While State regulations define that certain assessments must be performed as part of an initial evaluation of a student to determine a student's initial eligibility (8 NYCRR 200.4[b][i]-[v]), it is left to the collaborative process of the CSE (with or without a meeting) to determine what additional data is needed during a reevaluation of a student (8 NYCRR 200.4[b]). State regulations require that, as part of a reevaluation, the CSE, with input from the student's parents should "review existing evaluation data" and, on the basis of that review, identify what additional data is needed to determine continuing eligibility for special education programs and services and present levels of academic performance and the related developmental needs of the student, and should administer tests and other evaluative materials to gather the data needed (8 NYCR 200.4[b], [i]-[iii]).
The district requested permission to evaluate the student through prior written notice dated August 29, 2019, and the student's father provided consent to reevaluate the student in January 2020 (Dist. Ex. P).
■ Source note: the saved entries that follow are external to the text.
//! Context package assembly
//!
//! Shapes a selected chunk set into the package handed to the caller:
//! chunks grouped by dependency tier or by file, a one-sentence summary,
//! related files, insight strings and the token total.

use serde::{Deserialize, Serialize};

use cortex_core::VectorStore;

/// How the final package groups chunks.
#[derive(Debug, Clone, Copy, PartialEq, Eq, Serialize, Deserialize, Default)]
#[serde(rename_all = "snake_case")]
pub enum ContextMode {
    /// Group by dependency tier (critical/forward/backward/contextual)
    #[default]
    Tiered,
    /// Group by file
    ByFile,
}

/// Dependency tier of a selected chunk.
#[derive(Debug, Clone, Copy, PartialEq, Eq, PartialOrd, Ord, Serialize, Deserialize)]
#[serde(rename_all = "snake_case")]
pub enum DependencyTier {
    Critical,
    Forward,
    Backward,
    Contextual,
}

impl DependencyTier {
    pub fn as_str(&self) -> &'static str {
        match self {
            DependencyTier::Critical => "critical",
            DependencyTier::Forward => "forward",
            DependencyTier::Backward => "backward",
            DependencyTier::Contextual => "contextual",
        }
    }
}

/// One group in the package.
#[derive(Debug, Clone, Serialize, Deserialize)]
pub struct ChunkGroup {
    pub title: String,
    pub chunk_ids: Vec<String>,
}

/// The assembled, budgeted context for one query.
#[derive(Debug, Clone, Serialize, Deserialize, Default)]
pub struct ContextPackage {
    pub groups: Vec<ChunkGroup>,
    pub summary: String,
    pub related_files: Vec<String>,
    pub insights: Vec<String>,
    pub total_tokens: usize,
    pub efficiency_score: f32,
}

/// Build the package from selected chunk ids and their tiers.
pub fn build_package(
    store: &VectorStore,
    query: &str,
    selected: &[(String, DependencyTier)],
    mode: ContextMode,
    efficiency_score: f32,
) -> ContextPackage {
    let mut related_files: Vec<String> = Vec::new();
    let mut total_tokens = 0usize;
    let mut languages: Vec<&'static str> = Vec::new();

    for (chunk_id, _) in selected {
        if let Some(chunk) = store.get(chunk_id) {
            total_tokens += chunk.estimated_tokens();
            if !related_files.contains(&chunk.file_path) {
                related_files.push(chunk.file_path.clone());
            }
            let lang = chunk.language.as_str();
            if !languages.contains(&lang) {
                languages.push(lang);
            }
        }
    }

    let groups = match mode {
        ContextMode::Tiered => {
            let mut out: Vec<ChunkGroup> = Vec::new();
            for tier in [
                DependencyTier::Critical,
                DependencyTier::Forward,
                DependencyTier::Backward,
                DependencyTier::Contextual,
            ] {
                let ids: Vec<String> = selected
                    .iter()
                    .filter(|(_, t)| *t == tier)
                    .map(|(id, _)| id.clone())
                    .collect();
                if !ids.is_empty() {
                    out.push(ChunkGroup {
                        title: tier.as_str().to_string(),
                        chunk_ids: ids,
                    });
                }
            }
            out
        }
        ContextMode::ByFile => {
            let mut out: Vec<ChunkGroup> = Vec::new();
            for file in &related_files {
                let ids: Vec<String> = selected
                    .iter()
                    .filter(|(id, _)| {
                        store
                            .get(id)
                            .map(|c| &c.file_path == file)
                            .unwrap_or(false)
                    })
                    .map(|(id, _)| id.clone())
                    .collect();
                out.push(ChunkGroup {
                    title: file.clone(),
                    chunk_ids: ids,
                });
            }
            out
        }
    };

    let mut insights = Vec::new();
    let traversed = selected
        .iter()
        .filter(|(_, t)| *t != DependencyTier::Critical)
        .count();
    if traversed > 0 {
        insights.push(format!(
            "{} chunks discovered through relationship traversal",
            traversed
        ));
    }
    if languages.len() > 1 {
        insights.push(format!("spans {} languages", languages.len()));
    }

    ContextPackage {
        summary: format!(
            "{} chunks across {} files for \"{}\"",
            selected.len(),
            related_files.len(),
            query
        ),
        groups,
        related_files,
        insights,
        total_tokens,
        efficiency_score,
    }
}

#[cfg(test)]
mod tests {
    use super::*;
    use cortex_core::{ChunkContext, Chunker};

    fn store() -> VectorStore {
        let mut store = VectorStore::new();
        let chunker = Chunker::new();
        store.upsert(chunker.chunk_file(
            "a.ts",
            "export function alpha() {\n  return 1;\n}",
            &ChunkContext::default(),
        ));
        store.upsert(chunker.chunk_file(
            "b.py",
            "def beta():\n    return 2\n",
            &ChunkContext::default(),
        ));
        store
    }

    #[test]
    fn test_tiered_grouping() {
        let store = store();
        let selected = vec![
            ("a.ts:1".to_string(), DependencyTier::Critical),
            ("b.py:1".to_string(), DependencyTier::Forward),
        ];
        let package = build_package(&store, "find things", &selected, ContextMode::Tiered, 0.8);

        assert_eq!(package.groups.len(), 2);
        assert_eq!(package.groups[0].title, "critical");
        assert_eq!(package.groups[1].title, "forward");
        assert_eq!(package.related_files, vec!["a.ts", "b.py"]);
        assert!(package.total_tokens > 0);
        assert!(package.summary.contains("2 chunks across 2 files"));
        assert!(package
            .insights
            .iter()
            .any(|i| i.contains("relationship traversal")));
    }

    #[test]
    fn test_by_file_grouping() {
        let store = store();
        let selected = vec![
            ("a.ts:1".to_string(), DependencyTier::Critical),
            ("b.py:1".to_string(), DependencyTier::Critical),
        ];
        let package = build_package(&store, "q", &selected, ContextMode::ByFile, 1.0);
        assert_eq!(package.groups.len(), 2);
        assert_eq!(package.groups[0].title, "a.ts");
    }

    #[test]
    fn test_empty_selection() {
        let store = store();
        let package = build_package(&store, "q", &[], ContextMode::Tiered, 0.0);
        assert!(package.groups.is_empty());
        assert_eq!(package.total_tokens, 0);
        assert!(package.summary.contains("0 chunks"));
    }
}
The August 2019 prior written notice indicated that the CSE was requesting consent to conduct a reevaluation "to determine [the student's] educational needs and continued eligibility" for special education services, and notes that part of the reevaluation would include a psychological evaluation, described in the notice as "an assessment to evaluate verbal and nonverbal cognitive skills, and social-emotional development [that] may also include assessment of basic achievement skills" (id. at pp. 1-3).
The district school psychologist who conducted the psychological re-evaluation of the student and who attended the student's April 2019, May 2020, and June 2021 CSE meetings testified that the CSE did not, either formally or informally discuss what areas of the student's performance should be assessed, nor did the CSE meet with the parents to discuss what areas should be assessed (Tr. pp. 311-12; Dist. Exs. A at p. 1; B at p. 1; C at p. 1; L at p. 5). The student's father testified that he expected the evaluation to be "as comprehensive as it had been three years prior," which, as described in the June 2021 IEP, included the administration of multiple measures to assess the student's speech-language skills, behavioral and emotional skills, visual motor skills, cognitive ability, and academic skills (Tr. pp. 599-600; Dist. Ex. A at pp. 2-4).
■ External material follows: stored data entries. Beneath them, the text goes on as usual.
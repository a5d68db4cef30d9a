//! # cortex-core
//!
//! Core building blocks of the Cortex code-intelligence engine: repository
//! scanning, heuristic chunking, content analysis, delta computation, the
//! in-memory vector store, the symbol relationship graph and the dual-tier
//! persistent store.
//!
//! The crate is deliberately free of embedding concerns; `cortex-embed`
//! fills chunk embeddings and `cortex-search` ranks them.

pub mod analyzer;
pub mod chunker;
pub mod delta;
pub mod graph;
pub mod mapper;
pub mod scanner;
pub mod store;
pub mod types;
pub mod vector_store;

pub use analyzer::{ContentAnalysis, ContentAnalyzer, FileType, SemanticValue};
pub use chunker::{ChunkContext, Chunker};
pub use delta::{ChunkDelta, ChunkComparison, DeltaEngine, FileChanges};
pub use graph::{EdgeKind, PersistedGraph, RelationEdge, RelationshipGraph, SymbolNode};
pub use mapper::DependencyMapper;
pub use scanner::{RepositoryScanner, ScanMode, StagingOptions};
pub use store::{DualStore, LoadOutcome, LoadSource, RepositoryRegistry, StoreError, StorePaths};
pub use types::{
    ChangeEvent, ChangeKind, ChunkKind, CodeChunk, CommitInfo, IndexMetadata, IndexingPriority,
    Language, ModelInfo, PersistedIndex, PROGRAM_VERSION, SCHEMA_VERSION,
};
pub use vector_store::{cosine_similarity, RelationKind, ScoredChunk, VectorStore};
The IHO found that the district's reevaluation of the student consisted of the January 2020 social history update, the January 2020 PT evaluation, and the psychological reevaluation conducted in March 2021 with the classroom observation portion completed in May 2021 (IHO Decision at pp. 17-18; see Parent Ex. 12; Dist. Exs. K; L). Neither party challenges the IHO's finding about which assessments were at issue. Because of the timing of the reevaluation of the student which forms the basis of the parents' disagreement in this matter (i.e., beginning in January 2020 and not being completed until around May 2021 with the district psychologist's completion of a classroom observation), the discussion about the sufficiency of the district's reevaluation spans two school years and more than one CSE review process. Accordingly, the information gathered by or available to the district over this period of time will be summarized below chronologically to the extent the evidence in the hearing record allows such delineation. Finally, the information which the parents assert they shared with the district will be separately examined.
1. Information Obtained by or Available to the District during the 2019-20 School Year
As part of the district's reevaluation, the district solicited a social history update, which was completed by the student's father (Parent Ex. 12; Dist. Ex. P at p. 1). In the social history update, the father noted the student's diagnoses, emphasizing that the student had received the diagnosis of craniosynostosis since the last district evaluation (Parent Ex. 12 at pp. 1, 3). The social history update reflects the father's report that the student was "doing well" in his special education program and "working on PT and speech," which was helping the student's "muscle tone and functioning daily," but that, when services were "pulled back" or "removed," he experienced regression (id. at pp. 1-4). The parents also shared that, at that time, the student was "work[ing] on agility training and other training and ha[d] a tutor weekly" (id. at p. 2). While the parents did not state any concerns they had with the student's special education program, they checked the box "yes," indicating that they would like to speak with the social worker regarding updated information and/or concerns about the student (id. at pp. 3, 4).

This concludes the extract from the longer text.